»»

//! Startup orchestration.
//!
//! # Order
//! 1. Build the generator from the validated `[response]`
//! 2. Start the metrics endpoint and optional config watcher
//! 3. Bind the listener last, so traffic only arrives when ready

use std::path::PathBuf;
use std::sync::Arc;

use thiserror::Error;
use tokio::net::TcpListener;

use crate::config::{ConfigWatcher, ProxyConfig};
use crate::handler::{error::MISSING_GENERATOR, StaticResponseGenerator};
use crate::http::HttpServer;
use crate::lifecycle::shutdown::Shutdown;
use crate::lifecycle::signals::spawn_signal_listener;
use crate::observability::metrics;

#[derive(Debug, Error)]
pub enum StartupError {
    #[error("{}", MISSING_GENERATOR)]
    MissingGenerator,

    #[error("failed to bind {address}: {source}")]
    Bind {
        address: String,
        #[source]
        source: std::io::Error,
    },

    #[error("failed to start config watcher: {0}")]
    Watcher(#[from] notify::Error),

    #[error("server error: {0}")]
    Serve(#[source] std::io::Error),
}

/// Everything needed to start serving.
pub struct Startup {
    pub config: ProxyConfig,
    /// Config file to watch for response changes, if any.
    pub watch: Option<PathBuf>,
}

impl Startup {
    /// Run until a termination signal arrives.
    pub async fn run(self) -> Result<(), StartupError> {
        let shutdown = Shutdown::new();
        spawn_signal_listener(shutdown.clone());
        self.run_until(shutdown).await
    }

    /// Run until `shutdown` is triggered.
    pub async fn run_until(self, shutdown: Shutdown) -> Result<(), StartupError> {
        let config = self.config;
        let response = config
            .response
            .clone()
            .ok_or(StartupError::MissingGenerator)?;
        let generator = Arc::new(StaticResponseGenerator::new(response));

        if config.observability.metrics_enabled {
            match config.observability.metrics_address.parse() {
                Ok(addr) => {
                    if let Err(e) = metrics::init_metrics(addr) {
                        tracing::error!(error = %e, "Failed to start metrics endpoint");
                    }
                }
                Err(_) => tracing::error!(
                    metrics_address = %config.observability.metrics_address,
                    "Failed to parse metrics address"
                ),
            }
        }

        // Dropping the watcher stops it, so it lives as long as the server.
        let _watcher = match &self.watch {
            Some(path) => Some(ConfigWatcher::new(path, Arc::clone(&generator)).spawn()?),
            None => None,
        };

        let address = config.listener.bind_address.clone();
        let listener = TcpListener::bind(&address)
            .await
            .map_err(|source| StartupError::Bind { address, source })?;

        let server = HttpServer::new(config, generator);
        server
            .run(listener, shutdown.subscribe())
            .await
            .map_err(StartupError::Serve)
    }
}
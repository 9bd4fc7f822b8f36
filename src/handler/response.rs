//! Responses produced by user generators.

use std::fmt;

use axum::body::Bytes;
use serde::de::{MapAccess, Visitor};
use serde::ser::SerializeMap;
use serde::{Deserialize, Deserializer, Serialize, Serializer};

use crate::handler::encoding::TextEncoding;
use crate::handler::error::HandlerError;

/// Status code written when the generator leaves it unset.
pub const DEFAULT_STATUS: u16 = 200;

/// The payload a generator returns instead of an upstream response.
///
/// Every field is optional; `GeneratedResponse::default()` is the empty
/// object, which is a valid result and produces a bare `200`.
#[derive(Debug, Clone, Default, PartialEq, Eq)]
pub struct GeneratedResponse {
    pub status_code: Option<u16>,
    pub body: Option<ResponseBody>,
    pub headers: ResponseHeaders,
    /// Only meaningful for [`ResponseBody::Text`].
    pub encoding: Option<String>,
}

impl GeneratedResponse {
    pub fn new() -> Self {
        Self::default()
    }

    pub fn with_status(mut self, status_code: u16) -> Self {
        self.status_code = Some(status_code);
        self
    }

    pub fn with_body(mut self, body: impl Into<ResponseBody>) -> Self {
        self.body = Some(body.into());
        self
    }

    pub fn with_header(mut self, name: impl Into<String>, value: impl Into<String>) -> Self {
        self.headers.insert(name, value);
        self
    }

    pub fn with_encoding(mut self, encoding: impl Into<String>) -> Self {
        self.encoding = Some(encoding.into());
        self
    }
}

/// Body of a generated response.
#[derive(Debug, Clone, PartialEq, Eq)]
pub enum ResponseBody {
    Text(String),
    Bytes(Bytes),
}

impl ResponseBody {
    /// UTF-16 code units for text bodies, bytes for binary ones.
    pub fn len(&self) -> usize {
        match self {
            ResponseBody::Text(text) => text.encode_utf16().count(),
            ResponseBody::Bytes(bytes) => bytes.len(),
        }
    }

    pub fn is_empty(&self) -> bool {
        self.len() == 0
    }

    /// Convert to wire bytes. `encoding` is ignored for binary bodies.
    pub fn encode(self, encoding: Option<&str>) -> Result<Bytes, HandlerError> {
        match self {
            ResponseBody::Bytes(bytes) => Ok(bytes),
            ResponseBody::Text(text) => {
                let encoding = match encoding {
                    Some(name) => name.parse::<TextEncoding>()?,
                    None => TextEncoding::default(),
                };
                match encoding {
                    TextEncoding::Utf8 => Ok(Bytes::from(text)),
                    other => other.encode(&text).map(Bytes::from),
                }
            }
        }
    }
}

impl From<String> for ResponseBody {
    fn from(text: String) -> Self {
        ResponseBody::Text(text)
    }
}

impl From<&str> for ResponseBody {
    fn from(text: &str) -> Self {
        ResponseBody::Text(text.to_string())
    }
}

impl From<Bytes> for ResponseBody {
    fn from(bytes: Bytes) -> Self {
        ResponseBody::Bytes(bytes)
    }
}

impl From<Vec<u8>> for ResponseBody {
    fn from(bytes: Vec<u8>) -> Self {
        ResponseBody::Bytes(Bytes::from(bytes))
    }
}

/// Header entries in insertion order.
///
/// Duplicate names are kept as separate entries; the sink decides how
/// repeated names combine.
#[derive(Debug, Clone, Default, PartialEq, Eq)]
pub struct ResponseHeaders(Vec<(String, String)>);

impl ResponseHeaders {
    pub fn new() -> Self {
        Self::default()
    }

    pub fn insert(&mut self, name: impl Into<String>, value: impl Into<String>) {
        self.0.push((name.into(), value.into()));
    }

    pub fn iter(&self) -> impl Iterator<Item = (&str, &str)> {
        self.0.iter().map(|(n, v)| (n.as_str(), v.as_str()))
    }

    pub fn len(&self) -> usize {
        self.0.len()
    }

    pub fn is_empty(&self) -> bool {
        self.0.is_empty()
    }
}

impl<K: Into<String>, V: Into<String>> FromIterator<(K, V)> for ResponseHeaders {
    fn from_iter<I: IntoIterator<Item = (K, V)>>(iter: I) -> Self {
        Self(iter.into_iter().map(|(k, v)| (k.into(), v.into())).collect())
    }
}

impl Serialize for ResponseHeaders {
    fn serialize<S: Serializer>(&self, serializer: S) -> Result<S::Ok, S::Error> {
        let mut map = serializer.serialize_map(Some(self.0.len()))?;
        for (name, value) in &self.0 {
            map.serialize_entry(name, value)?;
        }
        map.end()
    }
}

impl<'de> Deserialize<'de> for ResponseHeaders {
    fn deserialize<D: Deserializer<'de>>(deserializer: D) -> Result<Self, D::Error> {
        struct HeadersVisitor;

        impl<'de> Visitor<'de> for HeadersVisitor {
            type Value = ResponseHeaders;

            fn expecting(&self, f: &mut fmt::Formatter<'_>) -> fmt::Result {
                f.write_str("a table of header names to string values")
            }

            fn visit_map<A: MapAccess<'de>>(self, mut access: A) -> Result<Self::Value, A::Error> {
                let mut headers = Vec::with_capacity(access.size_hint().unwrap_or(0));
                while let Some((name, value)) = access.next_entry::<String, String>()? {
                    headers.push((name, value));
                }
                Ok(ResponseHeaders(headers))
            }
        }

        deserializer.deserialize_map(HeadersVisitor)
    }
}
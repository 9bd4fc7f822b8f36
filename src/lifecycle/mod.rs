//! Lifecycle management subsystem.
//!
//! # Data Flow
//! ```text
//! Startup (startup.rs):
//!     Validated config → Build generator → Metrics, watcher → Bind listener
//!
//! Shutdown (shutdown.rs):
//!     Trigger → Server stops accepting → In-flight requests drain → Exit
//!
//! Signals (signals.rs):
//!     SIGTERM/SIGINT → Trigger graceful shutdown
//! ```

pub mod shutdown;
pub mod signals;
pub mod startup;

pub use shutdown::Shutdown;
pub use startup::{Startup, StartupError};
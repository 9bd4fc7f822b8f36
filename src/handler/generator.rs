//! User-supplied response generators.

use std::future::Future;
use std::sync::Arc;
use std::time::Duration;

use arc_swap::ArcSwap;
use futures_util::future::{BoxFuture, FutureExt};

use crate::config::ResponseConfig;
use crate::handler::error::BoxError;
use crate::handler::response::{GeneratedResponse, ResponseBody};

/// `Ok(None)` is a generator that resolved without a response object.
pub type GeneratorResult = Result<Option<GeneratedResponse>, BoxError>;

/// Produces a response in place of forwarding upstream.
///
/// Called with no arguments, once per request. Anything request-specific
/// has to be captured by the implementation itself.
pub trait ResponseGenerator: Send + Sync {
    fn generate(&self) -> BoxFuture<'static, GeneratorResult>;
}

/// Generator backed by a closure. See [`from_fn`].
#[derive(Clone)]
pub struct GeneratorFn<F> {
    f: F,
}

/// Wrap a closure returning a future as a [`ResponseGenerator`].
///
/// Synchronous generators return `std::future::ready(..)`.
pub fn from_fn<F, Fut>(f: F) -> GeneratorFn<F>
where
    F: Fn() -> Fut + Send + Sync,
    Fut: Future<Output = GeneratorResult> + Send + 'static,
{
    GeneratorFn { f }
}

impl<F, Fut> ResponseGenerator for GeneratorFn<F>
where
    F: Fn() -> Fut + Send + Sync,
    Fut: Future<Output = GeneratorResult> + Send + 'static,
{
    fn generate(&self) -> BoxFuture<'static, GeneratorResult> {
        (self.f)().boxed()
    }
}

/// Serves the `[response]` section of the configuration.
///
/// The live response can be replaced while requests are in flight; each
/// call works from the snapshot taken when it started.
pub struct StaticResponseGenerator {
    response: ArcSwap<ResponseConfig>,
}

impl StaticResponseGenerator {
    pub fn new(response: ResponseConfig) -> Self {
        Self {
            response: ArcSwap::from_pointee(response),
        }
    }

    /// Swap in a new response for subsequent requests.
    pub fn update(&self, response: ResponseConfig) {
        self.response.store(Arc::new(response));
        tracing::info!("Custom response definition updated");
    }

    pub fn current(&self) -> Arc<ResponseConfig> {
        self.response.load_full()
    }
}

impl ResponseGenerator for StaticResponseGenerator {
    fn generate(&self) -> BoxFuture<'static, GeneratorResult> {
        let snapshot = self.response.load_full();
        async move {
            if snapshot.delay_ms > 0 {
                tokio::time::sleep(Duration::from_millis(snapshot.delay_ms)).await;
            }
            Ok(Some(GeneratedResponse {
                status_code: snapshot.status_code,
                body: snapshot.body.clone().map(ResponseBody::Text),
                headers: snapshot.headers.clone(),
                encoding: snapshot.encoding.clone(),
            }))
        }
        .boxed()
    }
}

««

_Task instructions_: Reproduce exactly every line that sits between the start of the entries and the line bearing "arrives when ready", counting both of those lines.

_Answer space_:
//! Startup orchestration.
//!
//! # Order
//! 1. Build the generator from the validated `[response]`
//! 2. Start the metrics endpoint and optional config watcher
//! 3. Bind the listener last, so traffic only arrives when ready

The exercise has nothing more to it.